use thiserror::Error;

use crate::flows::TransitionError;
use crate::ports::TemplateError;
use crate::registry::RegistryError;

/// Wiring or state-machine faults. None of these are caused by what the user typed.
#[derive(Clone, Debug, Error, PartialEq, Eq)]
pub enum DomainError {
    #[error(transparent)]
    Transition(#[from] TransitionError),
    #[error(transparent)]
    Registry(#[from] RegistryError),
    #[error("domain invariant violation: {0}")]
    InvariantViolation(String),
}

#[derive(Clone, Debug, Error, PartialEq, Eq)]
pub enum DialogueError {
    #[error("no active session with id `{0}`")]
    UnknownSession(String),
    #[error("session `{0}` is closed")]
    SessionClosed(String),
    #[error("session `{0}` is still processing the previous turn")]
    TurnInProgress(String),
    #[error("active session limit of {limit} reached")]
    SessionLimitReached { limit: usize },
    #[error(transparent)]
    Domain(#[from] DomainError),
    #[error(transparent)]
    Template(#[from] TemplateError),
}

impl From<TransitionError> for DialogueError {
    fn from(value: TransitionError) -> Self {
        Self::Domain(DomainError::Transition(value))
    }
}

impl From<RegistryError> for DialogueError {
    fn from(value: RegistryError) -> Self {
        Self::Domain(DomainError::Registry(value))
    }
}

impl DialogueError {
    /// Fatal errors mean broken wiring; the transport should drop the session rather
    /// than retry.
    pub fn is_fatal(&self) -> bool {
        matches!(self, Self::Domain(_) | Self::Template(_))
    }

    pub fn user_message(&self) -> &'static str {
        match self {
            Self::UnknownSession(_) | Self::SessionClosed(_) => {
                "This conversation has ended. Start a new one to get more recommendations."
            }
            Self::TurnInProgress(_) => "Still working on your last message, one moment please.",
            Self::SessionLimitReached { .. } => {
                "The adviser is busy right now. Please try again shortly."
            }
            Self::Domain(_) | Self::Template(_) => "An unexpected internal error occurred.",
        }
    }
}

#[cfg(test)]
mod tests {
    use crate::errors::{DialogueError, DomainError};
    use crate::flows::{DialogueEvent, DialoguePhase, TransitionError};
    use crate::ports::TemplateError;
    use crate::registry::RegistryError;

    #[test]
    fn transition_error_maps_to_fatal_domain_error() {
        let error = DialogueError::from(TransitionError::InvalidTransition {
            state: DialoguePhase::Closed,
            event: DialogueEvent::SessionStarted,
        });

        assert!(matches!(error, DialogueError::Domain(DomainError::Transition(_))));
        assert!(error.is_fatal());
        assert_eq!(error.user_message(), "An unexpected internal error occurred.");
    }

    #[test]
    fn registry_lookup_failure_is_fatal() {
        let error = DialogueError::from(RegistryError::UnknownSlot("budget".to_owned()));
        assert!(error.is_fatal());
        assert!(error.to_string().contains("budget"));
    }

    #[test]
    fn missing_template_is_fatal() {
        let error = DialogueError::from(TemplateError::Missing("reqmore".to_owned()));
        assert!(error.is_fatal());
    }

    #[test]
    fn session_errors_are_recoverable_with_user_safe_messages() {
        let busy = DialogueError::TurnInProgress("abc".to_owned());
        assert!(!busy.is_fatal());
        assert_eq!(busy.user_message(), "Still working on your last message, one moment please.");

        let limit = DialogueError::SessionLimitReached { limit: 4 };
        assert!(!limit.is_fatal());
        assert_eq!(limit.to_string(), "active session limit of 4 reached");
    }
}
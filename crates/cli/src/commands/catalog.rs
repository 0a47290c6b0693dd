use adviser_agent::{CourseCatalog, TemplateCatalog};
use adviser_core::config::{AppConfig, CatalogConfig, LoadOptions};
use adviser_core::Semester;
use serde::Serialize;

use crate::commands::CommandResult;

#[derive(Clone, Copy, Debug, PartialEq, Eq, Serialize)]
#[serde(rename_all = "snake_case")]
enum CheckStatus {
    Pass,
    Fail,
    Skipped,
}

#[derive(Debug, Serialize)]
struct CatalogCheck {
    name: &'static str,
    status: CheckStatus,
    details: String,
}

#[derive(Debug, Serialize)]
struct CatalogReport {
    overall_status: CheckStatus,
    summary: String,
    checks: Vec<CatalogCheck>,
}

/// Exit code 0 when every check passes, 1 otherwise.
pub fn run(options: LoadOptions, json_output: bool) -> CommandResult {
    let report = build_report(options);
    let exit_code = if report.overall_status == CheckStatus::Pass { 0 } else { 1 };

    let output = if json_output {
        serde_json::to_string_pretty(&report).unwrap_or_else(|error| {
            format!(
                "{{\"overall_status\":\"fail\",\"summary\":\"catalog report serialization failed\",\"error\":\"{}\"}}",
                escape_json(&error.to_string())
            )
        })
    } else {
        render_human(&report)
    };

    CommandResult { exit_code, output }
}

fn build_report(options: LoadOptions) -> CatalogReport {
    let mut checks = Vec::new();

    match AppConfig::load(options) {
        Ok(config) => {
            checks.push(CatalogCheck {
                name: "config_validation",
                status: CheckStatus::Pass,
                details: "configuration loaded and validated".to_string(),
            });
            checks.push(check_courses(&config.catalog));
            checks.push(check_templates(&config.catalog));
        }
        Err(error) => {
            checks.push(CatalogCheck {
                name: "config_validation",
                status: CheckStatus::Fail,
                details: error.to_string(),
            });
            for name in ["course_catalog", "template_catalog"] {
                checks.push(CatalogCheck {
                    name,
                    status: CheckStatus::Skipped,
                    details: "skipped because configuration did not load".to_string(),
                });
            }
        }
    }

    let all_pass = checks.iter().all(|check| check.status == CheckStatus::Pass);
    let overall_status = if all_pass { CheckStatus::Pass } else { CheckStatus::Fail };
    let summary = if all_pass {
        "catalog: all checks passed".to_string()
    } else {
        "catalog: one or more checks failed".to_string()
    };

    CatalogReport { overall_status, summary, checks }
}

fn check_courses(config: &CatalogConfig) -> CatalogCheck {
    let source = config
        .courses_path
        .as_ref()
        .map(|path| format!("`{}`", path.display()))
        .unwrap_or_else(|| "embedded catalog".to_string());

    match CourseCatalog::from_config(config) {
        Ok(catalog) if catalog.is_empty() => CatalogCheck {
            name: "course_catalog",
            status: CheckStatus::Fail,
            details: format!("{source} contains no courses"),
        },
        Ok(catalog) => CatalogCheck {
            name: "course_catalog",
            status: CheckStatus::Pass,
            details: format!(
                "{source}: {} courses ({} winter, {} summer)",
                catalog.len(),
                catalog.count_for(Semester::Winter),
                catalog.count_for(Semester::Summer)
            ),
        },
        Err(error) => CatalogCheck {
            name: "course_catalog",
            status: CheckStatus::Fail,
            details: error.to_string(),
        },
    }
}

fn check_templates(config: &CatalogConfig) -> CatalogCheck {
    match TemplateCatalog::from_config(config) {
        Ok(templates) => {
            let missing = templates.missing_keys();
            if missing.is_empty() {
                CatalogCheck {
                    name: "template_catalog",
                    status: CheckStatus::Pass,
                    details: format!("{} templates compiled", templates.len()),
                }
            } else {
                let keys = missing.iter().map(ToString::to_string).collect::<Vec<_>>().join(", ");
                CatalogCheck {
                    name: "template_catalog",
                    status: CheckStatus::Fail,
                    details: format!("missing templates: {keys}"),
                }
            }
        }
        Err(error) => CatalogCheck {
            name: "template_catalog",
            status: CheckStatus::Fail,
            details: error.to_string(),
        },
    }
}

fn render_human(report: &CatalogReport) -> String {
    let mut lines = Vec::new();
    lines.push(report.summary.clone());

    for check in &report.checks {
        let marker = match check.status {
            CheckStatus::Pass => "ok",
            CheckStatus::Fail => "fail",
            CheckStatus::Skipped => "skip",
        };
        lines.push(format!("- [{marker}] {}: {}", check.name, check.details));
    }

    lines.join("\n")
}

fn escape_json(value: &str) -> String {
    value.replace('\\', "\\\\").replace('"', "\\\"")
}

▬▬▬

> [PROBLEM TO SOLVE]: Your task is to restate every record exactly.

> [RESULT OF THE EXERCISE]:
use thiserror::Error;

use crate::flows::TransitionError;
use crate::ports::TemplateError;
use crate::registry::RegistryError;

/// Wiring or state-machine faults. None of these are caused by what the user typed.
#[derive(Clone, Debug, Error, PartialEq, Eq)]
pub enum DomainError {
    #[error(transparent)]
    Transition(#[from] TransitionError),
    #[error(transparent)]
    Registry(#[from] RegistryError),
    #[error("domain invariant violation: {0}")]
    InvariantViolation(String),
}

#[derive(Clone, Debug, Error, PartialEq, Eq)]
pub enum DialogueError {
    #[error("no active session with id `{0}`")]
    UnknownSession(String),
    #[error("session `{0}` is closed")]
    SessionClosed(String),
    #[error("session `{0}` is still processing the previous turn")]
    TurnInProgress(String),
    #[error("active session limit of {limit} reached")]
    SessionLimitReached { limit: usize },
    #[error(transparent)]
    Domain(#[from] DomainError),
    #[error(transparent)]
    Template(#[from] TemplateError),
}

impl From<TransitionError> for DialogueError {
    fn from(value: TransitionError) -> Self {
        Self::Domain(DomainError::Transition(value))
    }
}

impl From<RegistryError> for DialogueError {
    fn from(value: RegistryError) -> Self {
        Self::Domain(DomainError::Registry(value))
    }
}

impl DialogueError {
    /// Fatal errors mean broken wiring; the transport should drop the session rather
    /// than retry.
    pub fn is_fatal(&self) -> bool {
        matches!(self, Self::Domain(_) | Self::Template(_))
    }

    pub fn user_message(&self) -> &'static str {
        match self {
            Self::UnknownSession(_) | Self::SessionClosed(_) => {
                "This conversation has ended. Start a new one to get more recommendations."
            }
            Self::TurnInProgress(_) => "Still working on your last message, one moment please.",
            Self::SessionLimitReached { .. } => {
                "The adviser is busy right now. Please try again shortly."
            }
            Self::Domain(_) | Self::Template(_) => "An unexpected internal error occurred.",
        }
    }
}

#[cfg(test)]
mod tests {
    use crate::errors::{DialogueError, DomainError};
    use crate::flows::{DialogueEvent, DialoguePhase, TransitionError};
    use crate::ports::TemplateError;
    use crate::registry::RegistryError;

    #[test]
    fn transition_error_maps_to_fatal_domain_error() {
        let error = DialogueError::from(TransitionError::InvalidTransition {
            state: DialoguePhase::Closed,
            event: DialogueEvent::SessionStarted,
        });

        assert!(matches!(error, DialogueError::Domain(DomainError::Transition(_))));
        assert!(error.is_fatal());
        assert_eq!(error.user_message(), "An unexpected internal error occurred.");
    }

    #[test]
    fn registry_lookup_failure_is_fatal() {
        let error = DialogueError::from(RegistryError::UnknownSlot("budget".to_owned()));
        assert!(error.is_fatal());
        assert!(error.to_string().contains("budget"));
    }

    #[test]
    fn missing_template_is_fatal() {
        let error = DialogueError::from(TemplateError::Missing("reqmore".to_owned()));
        assert!(error.is_fatal());
    }

    #[test]
    fn session_errors_are_recoverable_with_user_safe_messages() {
        let busy = DialogueError::TurnInProgress("abc".to_owned());
        assert!(!busy.is_fatal());
        assert_eq!(busy.user_message(), "Still working on your last message, one moment please.");

        let limit = DialogueError::SessionLimitReached { limit: 4 };
        assert!(!limit.is_fatal());
        assert_eq!(limit.to_string(), "active session limit of 4 reached");
    }
}
filename crates/cli/src/commands/catalog.rs
repository 0a47290c6b0693dd
use adviser_agent::{CourseCatalog, TemplateCatalog};
use adviser_core::config::{AppConfig, CatalogConfig, LoadOptions};
use adviser_core::Semester;
use serde::Serialize;

use crate::commands::CommandResult;

#[derive(Clone, Copy, Debug, PartialEq, Eq, Serialize)]
#[serde(rename_all = "snake_case")]
enum CheckStatus {
    Pass,
    Fail,
    Skipped,
}

#[derive(Debug, Serialize)]
struct CatalogCheck {
    name: &'static str,
    status: CheckStatus,
    details: String,
}

#[derive(Debug, Serialize)]
struct CatalogReport {
    overall_status: CheckStatus,
    summary: String,
    checks: Vec<CatalogCheck>,
}

/// Exit code 0 when every check passes, 1 otherwise.
pub fn run(options: LoadOptions, json_output: bool) -> CommandResult {
    let report = build_report(options);
    let exit_code = if report.overall_status == CheckStatus::Pass { 0 } else { 1 };

    let output = if json_output {
        serde_json::to_string_pretty(&report).unwrap_or_else(|error| {
            format!(
                "{{\"overall_status\":\"fail\",\"summary\":\"catalog report serialization failed\",\"error\":\"{}\"}}",
                escape_json(&error.to_string())
            )
        })
    } else {
        render_human(&report)
    };

    CommandResult { exit_code, output }
}

fn build_report(options: LoadOptions) -> CatalogReport {
    let mut checks = Vec::new();

    match AppConfig::load(options) {
        Ok(config) => {
            checks.push(CatalogCheck {
                name: "config_validation",
                status: CheckStatus::Pass,
                details: "configuration loaded and validated".to_string(),
            });
            checks.push(check_courses(&config.catalog));
            checks.push(check_templates(&config.catalog));
        }
        Err(error) => {
            checks.push(CatalogCheck {
                name: "config_validation",
                status: CheckStatus::Fail,
                details: error.to_string(),
            });
            for name in ["course_catalog", "template_catalog"] {
                checks.push(CatalogCheck {
                    name,
                    status: CheckStatus::Skipped,
                    details: "skipped because configuration did not load".to_string(),
                });
            }
        }
    }

    let all_pass = checks.iter().all(|check| check.status == CheckStatus::Pass);
    let overall_status = if all_pass { CheckStatus::Pass } else { CheckStatus::Fail };
    let summary = if all_pass {
        "catalog: all checks passed".to_string()
    } else {
        "catalog: one or more checks failed".to_string()
    };

    CatalogReport { overall_status, summary, checks }
}

fn check_courses(config: &CatalogConfig) -> CatalogCheck {
    let source = config
        .courses_path
        .as_ref()
        .map(|path| format!("`{}`", path.display()))
        .unwrap_or_else(|| "embedded catalog".to_string());

    match CourseCatalog::from_config(config) {
        Ok(catalog) if catalog.is_empty() => CatalogCheck {
            name: "course_catalog",
            status: CheckStatus::Fail,
            details: format!("{source} contains no courses"),
        },
        Ok(catalog) => CatalogCheck {
            name: "course_catalog",
            status: CheckStatus::Pass,
            details: format!(
                "{source}: {} courses ({} winter, {} summer)",
                catalog.len(),
                catalog.count_for(Semester::Winter),
                catalog.count_for(Semester::Summer)
            ),
        },
        Err(error) => CatalogCheck {
            name: "course_catalog",
            status: CheckStatus::Fail,
            details: error.to_string(),
        },
    }
}

fn check_templates(config: &CatalogConfig) -> CatalogCheck {
    match TemplateCatalog::from_config(config) {
        Ok(templates) => {
            let missing = templates.missing_keys();
            if missing.is_empty() {
                CatalogCheck {
                    name: "template_catalog",
                    status: CheckStatus::Pass,
                    details: format!("{} templates compiled", templates.len()),
                }
            } else {
                let keys = missing.iter().map(ToString::to_string).collect::<Vec<_>>().join(", ");
                CatalogCheck {
                    name: "template_catalog",
                    status: CheckStatus::Fail,
                    details: format!("missing templates: {keys}"),
                }
            }
        }
        Err(error) => CatalogCheck {
            name: "template_catalog",
            status: CheckStatus::Fail,
            details: error.to_string(),
        },
    }
}

fn render_human(report: &CatalogReport) -> String {
    let mut lines = Vec::new();
    lines.push(report.summary.clone());

    for check in &report.checks {
        let marker = match check.status {
            CheckStatus::Pass => "ok",
            CheckStatus::Fail => "fail",
            CheckStatus::Skipped => "skip",
        };
        lines.push(format!("- [{marker}] {}: {}", check.name, check.details));
    }

    lines.join("\n")
}

fn escape_json(value: &str) -> String {
    value.replace('\\', "\\\\").replace('"', "\\\"")
}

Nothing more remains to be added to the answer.